Perl Weekly Challenge 293 gave us a problem that didn't really look that hard, yet I did it wrong at least three times before finishing. It reminded me of the song How to Save a Life, where the refrain goes "Where did I go wrong?"

The Task

You are given a list of dominos, @dominos. 
Write a script to return the number of 
dominoes that are similar to any other domino.

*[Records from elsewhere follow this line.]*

//! Zobrist signatures for board states.
//!
//! The signature covers the grid, the side to move and the castling rights.
//! Clocks are left out: they never change which moves exist.

use once_cell::sync::Lazy;
use rand::prelude::*;

use crate::board::{CastlingRights, Color, Piece, Position};

pub(crate) struct ZobristKeys {
    // piece_keys[kind][color][square_index]
    pub(crate) piece_keys: [[[u64; 64]; 2]; 6],
    pub(crate) black_to_move_key: u64,
    // one key per castling-rights bit
    pub(crate) castling_keys: [u64; 4],
}

impl ZobristKeys {
    fn new() -> Self {
        let mut rng = StdRng::seed_from_u64(1234567890_u64);
        let mut piece_keys = [[[0; 64]; 2]; 6];
        let mut castling_keys = [0; 4];

        for kind in &mut piece_keys {
            for color in kind.iter_mut() {
                for key in color.iter_mut() {
                    *key = rng.gen();
                }
            }
        }

        let black_to_move_key = rng.gen();

        for key in &mut castling_keys {
            *key = rng.gen();
        }

        ZobristKeys {
            piece_keys,
            black_to_move_key,
            castling_keys,
        }
    }
}

pub(crate) static ZOBRIST: Lazy<ZobristKeys> = Lazy::new(ZobristKeys::new);

/// Key for `piece` standing on `pos`; zero for an empty cell.
#[inline]
pub(crate) fn piece_key(piece: Piece, pos: Position) -> u64 {
    match (piece.kind(), piece.color()) {
        (Some(kind), Some(color)) => ZOBRIST.piece_keys[kind.index()][color.index()][pos.index()],
        _ => 0,
    }
}

#[inline]
pub(crate) fn side_key(side: Color) -> u64 {
    match side {
        Color::White => 0,
        Color::Black => ZOBRIST.black_to_move_key,
    }
}

pub(crate) fn castling_key(rights: CastlingRights) -> u64 {
    let bits = rights.as_u8();
    ZOBRIST
        .castling_keys
        .iter()
        .enumerate()
        .filter(|&(bit, _)| bits & (1u8 << bit) != 0)
        .fold(0, |acc, (_, key)| acc ^ key)
}
//! Error types for chess board operations.

use std::fmt;

use super::types::{Color, Move, Piece, PieceKind, Position};

/// Structural violations of the positional notation.
#[derive(Debug, Clone, PartialEq, Eq)]
pub enum NotationError {
    /// Notation must have exactly 6 space-separated fields
    WrongFieldCount { found: usize },
    /// Piece placement must have exactly 8 ranks
    WrongRankCount { found: usize },
    /// Invalid piece character in placement
    InvalidPiece { char: char },
    /// A rank describes more than 8 files
    TooManyFiles { rank: usize, files: usize },
    /// A rank describes fewer than 8 files
    TooFewFiles { rank: usize, files: usize },
    /// Side to move must be 'w' or 'b'
    InvalidSideToMove { found: String },
    /// Invalid castling character
    InvalidCastling { char: char },
    /// En passant field must be '-' or a square
    InvalidEnPassant { found: String },
    /// Half-move clock or full-move number is not a number
    InvalidClock { field: &'static str, found: String },
}

impl fmt::Display for NotationError {
    fn fmt(&self, f: &mut fmt::Formatter<'_>) -> fmt::Result {
        match self {
            NotationError::WrongFieldCount { found } => {
                write!(f, "Notation must have 6 fields, found {found}")
            }
            NotationError::WrongRankCount { found } => {
                write!(f, "Piece placement must have 8 ranks, found {found}")
            }
            NotationError::InvalidPiece { char } => {
                write!(f, "Invalid piece character '{char}' in notation")
            }
            NotationError::TooManyFiles { rank, files } => {
                write!(f, "Too many files ({files}) in rank {rank}")
            }
            NotationError::TooFewFiles { rank, files } => {
                write!(f, "Too few files ({files}) in rank {rank}")
            }
            NotationError::InvalidSideToMove { found } => {
                write!(f, "Invalid side to move '{found}', expected 'w' or 'b'")
            }
            NotationError::InvalidCastling { char } => {
                write!(f, "Invalid castling character '{char}' in notation")
            }
            NotationError::InvalidEnPassant { found } => {
                write!(f, "Invalid en passant field '{found}'")
            }
            NotationError::InvalidClock { field, found } => {
                write!(f, "Invalid {field} '{found}'")
            }
        }
    }
}

impl std::error::Error for NotationError {}

/// Error type for coordinate failures
#[derive(Debug, Clone, PartialEq, Eq)]
pub enum PositionError {
    /// Coordinate outside the 8x8 board
    OutOfRange { x: i8, y: i8 },
    /// Invalid algebraic notation
    InvalidNotation { notation: String },
}

impl fmt::Display for PositionError {
    fn fmt(&self, f: &mut fmt::Formatter<'_>) -> fmt::Result {
        match self {
            PositionError::OutOfRange { x, y } => {
                write!(f, "Position ({x}, {y}) out of bounds (must be 0-7)")
            }
            PositionError::InvalidNotation { notation } => {
                write!(f, "Invalid square notation '{notation}'")
            }
        }
    }
}

impl std::error::Error for PositionError {}

/// Crate-level error.
///
/// Apart from `Notation`, `Position`, `IllegalMove` and `SearchAborted`, every
/// variant marks a broken internal invariant: correct calling code never sees
/// them.
#[derive(Debug, Clone, PartialEq, Eq)]
pub enum ChessError {
    Notation(NotationError),
    Position(PositionError),
    /// A generator was invoked on a square that does not hold the expected kind
    PreconditionViolation {
        expected: PieceKind,
        found: Piece,
        at: Position,
    },
    /// A move was requested from an empty square
    NoPieceAt { at: Position },
    /// A session was asked to commit a move the side to move may not play
    IllegalMove { mv: Move },
    /// Undo with nothing to restore
    EmptyHistory,
    /// King lookup on a position without that king
    KingNotFound { color: Color },
    /// An evaluation term left the representable range
    InvalidScore { term: &'static str },
    /// Search stopped by its stop flag or node budget
    SearchAborted,
}

impl fmt::Display for ChessError {
    fn fmt(&self, f: &mut fmt::Formatter<'_>) -> fmt::Result {
        match self {
            ChessError::Notation(err) => write!(f, "Malformed notation: {err}"),
            ChessError::Position(err) => write!(f, "{err}"),
            ChessError::PreconditionViolation {
                expected,
                found,
                at,
            } => {
                write!(f, "Expected a {expected} on {at}, found {found}")
            }
            ChessError::NoPieceAt { at } => write!(f, "No piece at {at}"),
            ChessError::IllegalMove { mv } => write!(f, "Illegal move {mv}"),
            ChessError::EmptyHistory => write!(f, "No history to undo"),
            ChessError::KingNotFound { color } => write!(f, "{color} king not found"),
            ChessError::InvalidScore { term } => {
                write!(f, "Evaluation term '{term}' produced an invalid score")
            }
            ChessError::SearchAborted => write!(f, "Search aborted"),
        }
    }
}

impl std::error::Error for ChessError {
    fn source(&self) -> Option<&(dyn std::error::Error + 'static)> {
        match self {
            ChessError::Notation(err) => Some(err),
            ChessError::Position(err) => Some(err),
            _ => None,
        }
    }
}

impl From<NotationError> for ChessError {
    fn from(err: NotationError) -> Self {
        ChessError::Notation(err)
    }
}

impl From<PositionError> for ChessError {
    fn from(err: PositionError) -> Self {
        ChessError::Position(err)
    }
}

$dominos[i] = [a, b] and $dominos[j] = [c, d]
are the same if either (a = c and b = d) or
(a = d and b = c).

Example 1

• Input: @dominos = ([1, 3], [3, 1], [2, 4], [6, 8])
• Output: 2
• Similar Dominos: $dominos[0], $dominos[1]

Example 2

• Input: @dominos = ([1, 2], [2, 1], [1, 1], [1, 2], [2, 2])
• Output: 3
• Similar Dominos: $dominos[0], $dominos[1], $dominos[3]

Bad Start

First thought: oh, this is one of those compare-all-pairs problems. Double loop, count up the matches. Simple.

my $count = 0;
while ( defined(my $d1 = shift @dominos) )
{
    for my $d2 ( @dominos) 
    {
        if ( ( $d1->[0] == $d2->[0] && $d1->[1] == $d2->[1] )
          || ( $d1->[0] == $d2->[1] && $d1->[1] == $d2->[0] ) )
        {
            $count++;
        }
    }
}
return $count;

Nope. This double-counts the pairs in Example 2. The first time through the loop it finds the three similar dominoes, but then it loops again and finds the matching pair 1 and 3.

Strike 2

Okay, so we need to remove an element from consideration once it's been noted as similar. Let's delete the second member of the pair when we find a match. Annoyingly, I now need to know the index of the matches, but I can take advantage of the indexed feature that was added to Perl a couple of releases ago.

my $count = 0;
while ( defined(my $d1 = shift @dominos) )
{
    for my ($i, $d2) ( indexed @dominos ) 
    {
        if ( ( $d1->[0] == $d2->[0] && $d1->[1] == $d2->[1] )
          || ( $d1->[0] == $d2->[1] && $d1->[1] == $d2->[0] ) )
        {
            $count++;
            delete $dominos[$i];
        }
    }
}
return $count;

Derp. delete replaces the deleted element with an undef, so now the program dies by trying to reference an undefined array element. I need to add code to check for undef. Not very demure; not very mindful.

Strike 3

Easy enough. Instead of delete, use splice. That will compress the deleted element out of the array -- no undef checking needed.

[...]
while ( ... ) {
    for ... {
        if ( ... ) {
            count++;
            splice(@dominos, $i, 1);
        }

Fail. splice does indeed remove the element of the array, but doing that resets the indexes, so my $i index variable is now pointing at the wrong element after the operation, so I'll be skipping some pairs.

Engage Brain

Finally, it dawns on me that pair-wise checking may not be the way to go here. What if we enter the dominoes into a hash, and count the frequencies that way? All we have to do is force dominoes to look similar by always listing the smaller dots first.

sub similar(@dominos)
{
    my %count;
    while ( defined( my $tile = shift @dominos ) )
    {
        my @d = $tile->@*;
        @d = ($d[1], $d[0]) if $d[1] < $d[0];

        $count{ "[$d[0],$d[1]]" }++;
    }
    return sum0 values %count;
}

That looks better. We're only making one pass over the list, and O(1) is always nice. We form a key for the hash that has the pair of numbers in a string, which is going to be useful for debugging, if we need to dump the hash table (but surely we have it right now). Retrieving the counts is easy with applying values to the hash, and List::Util::sum0 will add them up.

And ... nope, still a bug. The hash now contains dominoes that are unique. We need to add a little filter to only count dominoes that show up at least twice.

[...]
    return sum0 { grep $_ > 1 } values %count;

Good grief. Finally, something I'm willing to push to Github